Stanley writes, “By the 1990s, the lakes were in bad condition and getting worse. The marshes, woods, and prairies that once surrounded the chain had long been drained away and paved . . . Water clarity was declining. Algae blooms were frequent.”
“A Minnesota Pollution Control Agency report found that Cedar Lake, the first in the chain, had nearly three times the phosphorus it had before development. Along with that phosphorus, a toxic stew of pet waste, fertilizers, pesticides, chemicals, and oils was piped directly into the lakes from lawns and streets through stormwater systems.”
Then there was an amazing turnaround, thanks to citizens who took action, and the partnerships that resulted.
“It was immediately clear that Minneapolis would not be able to fix the problem alone. Spurred on by citizens, the city formed a Clean Water Partnership with several agencies and organizations including the Minneapolis Park and Recreation Board, St. Louis Park, Edina, and the Minnehaha Creek Watershed District.”

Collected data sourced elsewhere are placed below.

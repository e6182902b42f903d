//! Integration tests for ORDER BY, LIMIT, and OFFSET functionality.

use anyhow::Result;
use database::{Database, QueryResult};
use num_integer::Integer;
use types::Value;

#[test]
fn order_by_single_column_ascending() -> Result<()> {
    let temp_dir = tempfile::tempdir()?;
    let mut db = Database::new(temp_dir.path(), "catalog.json", "test.wal", 10)?;

    // Create table and insert test data
    db.execute("CREATE TABLE users (id INT PRIMARY KEY, name TEXT, age INT)")?;
    db.execute("INSERT INTO users VALUES (3, 'Charlie', 35)")?;
    db.execute("INSERT INTO users VALUES (1, 'Alice', 25)")?;
    db.execute("INSERT INTO users VALUES (2, 'Bob', 30)")?;

    // Query with ORDER BY
    let result = db.execute("SELECT * FROM users ORDER BY age ASC")?;

    match result {
        QueryResult::Rows { rows, .. } => {
            assert_eq!(rows.len(), 3);
            // Should be ordered by age: Alice (25), Bob (30), Charlie (35)
            assert_eq!(rows[0].values[0], Value::Int64(1)); // Alice's id
            assert_eq!(rows[1].values[0], Value::Int64(2)); // Bob's id
            assert_eq!(rows[2].values[0], Value::Int64(3)); // Charlie's id
        }
        _ => panic!("Expected Rows result"),
    }

    Ok(())
}

#[test]
fn order_by_single_column_descending() -> Result<()> {
    let temp_dir = tempfile::tempdir()?;
    let mut db = Database::new(temp_dir.path(), "catalog.json", "test.wal", 10)?;

    db.execute("CREATE TABLE products (id INT PRIMARY KEY, name TEXT, price INT)")?;
    db.execute("INSERT INTO products VALUES (1, 'Widget', 100)")?;
    db.execute("INSERT INTO products VALUES (2, 'Gadget', 150)")?;
    db.execute("INSERT INTO products VALUES (3, 'Doohickey', 75)")?;

    let result = db
        .execute("SELECT * FROM products ORDER BY price DESC")?;

    match result {
        QueryResult::Rows { rows, .. } => {
            assert_eq!(rows.len(), 3);
            // Should be ordered by price descending: 150, 100, 75
            assert_eq!(rows[0].values[0], Value::Int64(2)); // Gadget
            assert_eq!(rows[1].values[0], Value::Int64(1)); // Widget
            assert_eq!(rows[2].values[0], Value::Int64(3)); // Doohickey
        }
        _ => panic!("Expected Rows result"),
    }

    Ok(())
}

#[test]
fn order_by_multiple_columns() -> Result<()> {
    let temp_dir = tempfile::tempdir()?;
    let mut db = Database::new(temp_dir.path(), "catalog.json", "test.wal", 10)?;

    db.execute("CREATE TABLE employees (id INT PRIMARY KEY, department TEXT, salary INT)")?;
    db.execute("INSERT INTO employees VALUES (1, 'Engineering', 100000)")?;
    db.execute("INSERT INTO employees VALUES (2, 'Sales', 80000)")?;
    db.execute("INSERT INTO employees VALUES (3, 'Engineering', 120000)")?;
    db.execute("INSERT INTO employees VALUES (4, 'Sales', 90000)")?;

    // Order by department ASC, then salary DESC within each department
    let result = db
        .execute("SELECT * FROM employees ORDER BY department ASC, salary DESC")?;

    match result {
        QueryResult::Rows { rows, .. } => {
            assert_eq!(rows.len(), 4);
            // Engineering first (alphabetically), highest salary first
            assert_eq!(rows[0].values[0], Value::Int64(3)); // Engineering, 120000
            assert_eq!(rows[1].values[0], Value::Int64(1)); // Engineering, 100000
            // Then Sales, highest salary first
            assert_eq!(rows[2].values[0], Value::Int64(4)); // Sales, 90000
            assert_eq!(rows[3].values[0], Value::Int64(2)); // Sales, 80000
        }
        _ => panic!("Expected Rows result"),
    }

    Ok(())
}

#[test]
fn limit_restricts_result_count() -> Result<()> {
    let temp_dir = tempfile::tempdir()?;
    let mut db = Database::new(temp_dir.path(), "catalog.json", "test.wal", 10)?;

    db.execute("CREATE TABLE numbers (id INT PRIMARY KEY, value INT)")?;

    for i in 1..=10 {
        db.execute(&format!("INSERT INTO numbers VALUES ({}, {})", i, i))?;
    }

    let result = db.execute("SELECT * FROM numbers LIMIT 5")?;

    match result {
        QueryResult::Rows { rows, .. } => {
            assert_eq!(rows.len(), 5, "LIMIT should restrict to 5 rows");
        }
        _ => panic!("Expected Rows result"),
    }

    Ok(())
}

#[test]
fn offset_skips_rows() -> Result<()> {
    let temp_dir = tempfile::tempdir()?;
    let mut db = Database::new(temp_dir.path(), "catalog.json", "test.wal", 10)?;

    db.execute("CREATE TABLE items (id INT PRIMARY KEY, name TEXT)")?;
    db.execute("INSERT INTO items VALUES (1, 'First')")?;
    db.execute("INSERT INTO items VALUES (2, 'Second')")?;
    db.execute("INSERT INTO items VALUES (3, 'Third')")?;
    db.execute("INSERT INTO items VALUES (4, 'Fourth')")?;

    let result = db.execute("SELECT * FROM items OFFSET 2")?;

    match result {
        QueryResult::Rows { rows, .. } => {
            assert_eq!(rows.len(), 2, "Should skip first 2 rows");
            // Should return id 3 and 4
            assert!(rows.iter().any(|r| r.values[0] == Value::Int64(3)));
            assert!(rows.iter().any(|r| r.values[0] == Value::Int64(4)));
        }
        _ => panic!("Expected Rows result"),
    }

    Ok(())
}

#[test]
fn pagination_through_ordered_records() -> Result<()> {
    let temp_dir = tempfile::tempdir()?;
    let mut db = Database::new(temp_dir.path(), "catalog.json", "test.wal", 10)?;

    // Setup: 10 records, page size of 2
    db.execute("CREATE TABLE records (id INT PRIMARY KEY, value INT)")?;

    for i in 1..=10 {
        db.execute(&format!("INSERT INTO records VALUES ({}, {})", i, i * 10))?;
    }

    // Page through the results with page size 2
    let page_size: usize = 2;
    let total_records: usize = 10;
    let total_pages = Integer::div_ceil(&total_records, &page_size); // 5 pages

    let mut all_ids = Vec::new();

    for page in 0..total_pages {
        let offset = page * page_size;
        let query = format!(
            "SELECT * FROM records ORDER BY value ASC LIMIT {} OFFSET {}",
            page_size, offset
        );
        let result = db.execute(&query)?;

        match result {
            QueryResult::Rows { rows, .. } => {
                assert!(
                    rows.len() <= page_size,
                    "Page should have at most {} rows",
                    page_size
                );

                for row in &rows {
                    let id = match &row.values[0] {
                        Value::Int64(v) => *v as i32,
                        _ => panic!("Expected Int value for id"),
                    };
                    all_ids.push(id);
                }
            }
            _ => panic!("Expected Rows result"),
        }
    }

    // Verify we got all 10 records in order
    assert_eq!(all_ids.len(), 10);
    assert_eq!(all_ids, vec![1, 2, 3, 4, 5, 6, 7, 8, 9, 10]);

    Ok(())
}

#[test]
fn limit_and_offset_combined() -> Result<()> {
    let temp_dir = tempfile::tempdir()?;
    let mut db = Database::new(temp_dir.path(), "catalog.json", "test.wal", 10)?;

    db.execute("CREATE TABLE data (id INT PRIMARY KEY, value TEXT)")?;

    for i in 1..=10 {
        db.execute(&format!("INSERT INTO data VALUES ({}, 'value{}')", i, i))?;
    }

    // Skip first 3, take next 4
    let result = db.execute("SELECT * FROM data LIMIT 4 OFFSET 3")?;

    match result {
        QueryResult::Rows { rows, .. } => {
            assert_eq!(rows.len(), 4);
            // Should get ids 4, 5, 6, 7 (assuming insertion order)
            assert!(rows.iter().any(|r| r.values[0] == Value::Int64(4)));
            assert!(rows.iter().any(|r| r.values[0] == Value::Int64(5)));
            assert!(rows.iter().any(|r| r.values[0] == Value::Int64(6)));
            assert!(rows.iter().any(|r| r.values[0] == Value::Int64(7)));
        }
        _ => panic!("Expected Rows result"),
    }

    Ok(())
}

#[test]
fn order_by_with_limit() -> Result<()> {
    let temp_dir = tempfile::tempdir()?;
    let mut db = Database::new(temp_dir.path(), "catalog.json", "test.wal", 10)?;

    db.execute("CREATE TABLE scores (id INT PRIMARY KEY, player TEXT, score INT)")?;
    db.execute("INSERT INTO scores VALUES (1, 'Alice', 100)")?;
    db.execute("INSERT INTO scores VALUES (2, 'Bob', 150)")?;
    db.execute("INSERT INTO scores VALUES (3, 'Charlie', 120)")?;
    db.execute("INSERT INTO scores VALUES (4, 'Diana', 180)")?;

    // Get top 2 scores
    let result = db
        .execute("SELECT * FROM scores ORDER BY score DESC LIMIT 2")?;

    match result {
        QueryResult::Rows { rows, .. } => {
            assert_eq!(rows.len(), 2);
            // Should get Diana (180) and Bob (150)
            assert_eq!(rows[0].values[0], Value::Int64(4)); // Diana
            assert_eq!(rows[1].values[0], Value::Int64(2)); // Bob
        }
        _ => panic!("Expected Rows result"),
    }

    Ok(())
}

#[test]
fn order_by_with_limit_and_offset() -> Result<()> {
    let temp_dir = tempfile::tempdir()?;
    let mut db = Database::new(temp_dir.path(), "catalog.json", "test.wal", 10)?;

    db.execute("CREATE TABLE rankings (id INT PRIMARY KEY, score INT)")?;

    for i in 1..=10 {
        db.execute(&format!("INSERT INTO rankings VALUES ({}, {})", i, i * 10))?;
    }

    // Get ranks 4-6 (skip top 3, take next 3)
    let result = db
        .execute("SELECT * FROM rankings ORDER BY score DESC LIMIT 3 OFFSET 3")?;

    match result {
        QueryResult::Rows { rows, .. } => {
            assert_eq!(rows.len(), 3);
            // Descending order: 100, 90, 80, [70, 60, 50], 40, 30, 20, 10
            // Should get scores 70, 60, 50 (ids 7, 6, 5)
            assert_eq!(rows[0].values[0], Value::Int64(7));
            assert_eq!(rows[1].values[0], Value::Int64(6));
            assert_eq!(rows[2].values[0], Value::Int64(5));
        }
        _ => panic!("Expected Rows result"),
    }

    Ok(())
}

#[test]
fn offset_beyond_total_rows_returns_empty() -> Result<()> {
    let temp_dir = tempfile::tempdir()?;
    let mut db = Database::new(temp_dir.path(), "catalog.json", "test.wal", 10)?;

    db.execute("CREATE TABLE small (id INT PRIMARY KEY)")?;
    db.execute("INSERT INTO small VALUES (1)")?;
    db.execute("INSERT INTO small VALUES (2)")?;

    let result = db.execute("SELECT * FROM small OFFSET 10")?;

    match result {
        QueryResult::Rows { rows, .. } => {
            assert_eq!(rows.len(), 0, "Offset beyond rows should return empty");
        }
        _ => panic!("Expected Rows result"),
    }

    Ok(())
}

#[test]
fn limit_larger_than_total_rows_returns_all() -> Result<()> {
    let temp_dir = tempfile::tempdir()?;
    let mut db = Database::new(temp_dir.path(), "catalog.json", "test.wal", 10)?;

    db.execute("CREATE TABLE tiny (id INT PRIMARY KEY)")?;
    db.execute("INSERT INTO tiny VALUES (1)")?;
    db.execute("INSERT INTO tiny VALUES (2)")?;

    let result = db.execute("SELECT * FROM tiny LIMIT 100")?;

    match result {
        QueryResult::Rows { rows, .. } => {
            assert_eq!(rows.len(), 2, "Should return all available rows");
        }
        _ => panic!("Expected Rows result"),
    }

    Ok(())
}

#[test]
fn order_by_text_column_lexicographic() -> Result<()> {
    let temp_dir = tempfile::tempdir()?;
    let mut db = Database::new(temp_dir.path(), "catalog.json", "test.wal", 10)?;

    db.execute("CREATE TABLE words (id INT PRIMARY KEY, word TEXT)")?;
    db.execute("INSERT INTO words VALUES (1, 'zebra')")?;
    db.execute("INSERT INTO words VALUES (2, 'apple')")?;
    db.execute("INSERT INTO words VALUES (3, 'mango')")?;

    let result = db.execute("SELECT * FROM words ORDER BY word ASC")?;

    match result {
        QueryResult::Rows { rows, .. } => {
            assert_eq!(rows.len(), 3);
            // Lexicographic order: apple, mango, zebra
            assert_eq!(rows[0].values[0], Value::Int64(2)); // apple
            assert_eq!(rows[1].values[0], Value::Int64(3)); // mango
            assert_eq!(rows[2].values[0], Value::Int64(1)); // zebra
        }
        _ => panic!("Expected Rows result"),
    }

    Ok(())
}

#[test]
fn order_by_with_where_clause() -> Result<()> {
    let temp_dir = tempfile::tempdir()?;
    let mut db = Database::new(temp_dir.path(), "catalog.json", "test.wal", 10)?;

    db.execute("CREATE TABLE filtered (id INT PRIMARY KEY, category TEXT, value INT)")?;
    db.execute("INSERT INTO filtered VALUES (1, 'A', 100)")?;
    db.execute("INSERT INTO filtered VALUES (2, 'B', 200)")?;
    db.execute("INSERT INTO filtered VALUES (3, 'A', 150)")?;
    db.execute("INSERT INTO filtered VALUES (4, 'B', 50)")?;

    let result = db
        .execute("SELECT * FROM filtered WHERE category = 'A' ORDER BY value DESC")?;

    match result {
        QueryResult::Rows { rows, .. } => {
            assert_eq!(rows.len(), 2);
            // Category A, ordered by value DESC: 150, 100
            assert_eq!(rows[0].values[0], Value::Int64(3));
            assert_eq!(rows[1].values[0], Value::Int64(1));
        }
        _ => panic!("Expected Rows result"),
    }

    Ok(())
}

#[test]
fn pagination_with_filtering() -> Result<()> {
    let temp_dir = tempfile::tempdir()?;
    let mut db = Database::new(temp_dir.path(), "catalog.json", "test.wal", 10)?;

    db.execute("CREATE TABLE events (id INT PRIMARY KEY, type TEXT, timestamp INT)")?;

    for i in 1..=20 {
        let event_type = if i % 2 == 0 { "even" } else { "odd" };
        db.execute(&format!(
            "INSERT INTO events VALUES ({}, '{}', {})",
            i, event_type, i
        ))?;
    }

    // Page through even events only
    let page1 = db
        .execute("SELECT * FROM events WHERE type = 'even' ORDER BY timestamp ASC LIMIT 3 OFFSET 0")?;

    let page2 = db
        .execute("SELECT * FROM events WHERE type = 'even' ORDER BY timestamp ASC LIMIT 3 OFFSET 3")?;

    match (page1, page2) {
        (QueryResult::Rows { rows: rows1, .. }, QueryResult::Rows { rows: rows2, .. }) => {
            assert_eq!(rows1.len(), 3, "First page should have 3 rows");
            assert_eq!(rows2.len(), 3, "Second page should have 3 rows");

            // Verify timestamps are in order
            let ts1_0 = match &rows1[0].values[2] {
                Value::Int64(v) => *v,
                _ => panic!("Expected Int value"),
            };
            let ts1_2 = match &rows1[2].values[2] {
                Value::Int64(v) => *v,
                _ => panic!("Expected Int value"),
            };
            let ts2_0 = match &rows2[0].values[2] {
                Value::Int64(v) => *v,
                _ => panic!("Expected Int value"),
            };

            assert!(ts1_0 < ts1_2, "Page 1 should be ordered");
            assert!(ts1_2 < ts2_0, "Page 2 should come after page 1");
        }
        _ => panic!("Expected Rows results"),
    }

    Ok(())
}

#[test]
fn empty_table_with_order_and_limit() -> Result<()> {
    let temp_dir = tempfile::tempdir()?;
    let mut db = Database::new(temp_dir.path(), "catalog.json", "test.wal", 10)?;

    db.execute("CREATE TABLE empty (id INT PRIMARY KEY, value INT)")?;

    let result = db
        .execute("SELECT * FROM empty ORDER BY value DESC LIMIT 10")?;

    match result {
        QueryResult::Rows { rows, .. } => {
            assert_eq!(rows.len(), 0, "Empty table should return no rows");
        }
        _ => panic!("Expected Rows result"),
    }

    Ok(())
}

According to Stanley, they divided up the $12.4 million cost of the restoration project and started work in 1995. This included dredging phosphorus-laden silt from smaller upstream lakes and creating ponds near the larger lakes to collect toxins and allow cleaner water to flow through.
“The city also increased its street sweeping program and started a public education campaign to cut down on the pesticides, grass trimmings, and fallen leaves washing into the lakes.”
That triumphant C grade also serves as a reminder of the days when realistic solutions mattered more than ideology, and comity was valued over combat.
That triumphant C grade also serves as a reminder of the days when realistic solutions mattered more than ideology, and comity was valued over combat.
It took good governance — creativity, collaboration, and compromise — as well as an engaged group of citizens, to pull our lakes back from the brink.
Those three Cs are sadly missing in today’s political grind.
Whether it’s the decrees emanating from the Oval Office, destroying partnerships and the planet with the stroke of a madman’s pen, or the ideological purity required right here in River City’s DFL, we are also on the brink.
As with the lakes, the health of our city depends on civility and cooperation between its citizens. The Minneapolis DFL needs to address its dysfunction, laid bare in the debacle of its recent convention, and come up with an agenda that doesn’t alienate so many Minneapolitans who are tired of infighting and oratory, and just want the city to provide basic services, safe streets, and a level playing field for all. And clean lakes.
We are part of a shared watershed. What happens upstream trickles down to us. How we conduct ourselves as a city sends ripples across the state. We need to pull our oars as one, or at least stop using them as cudgels.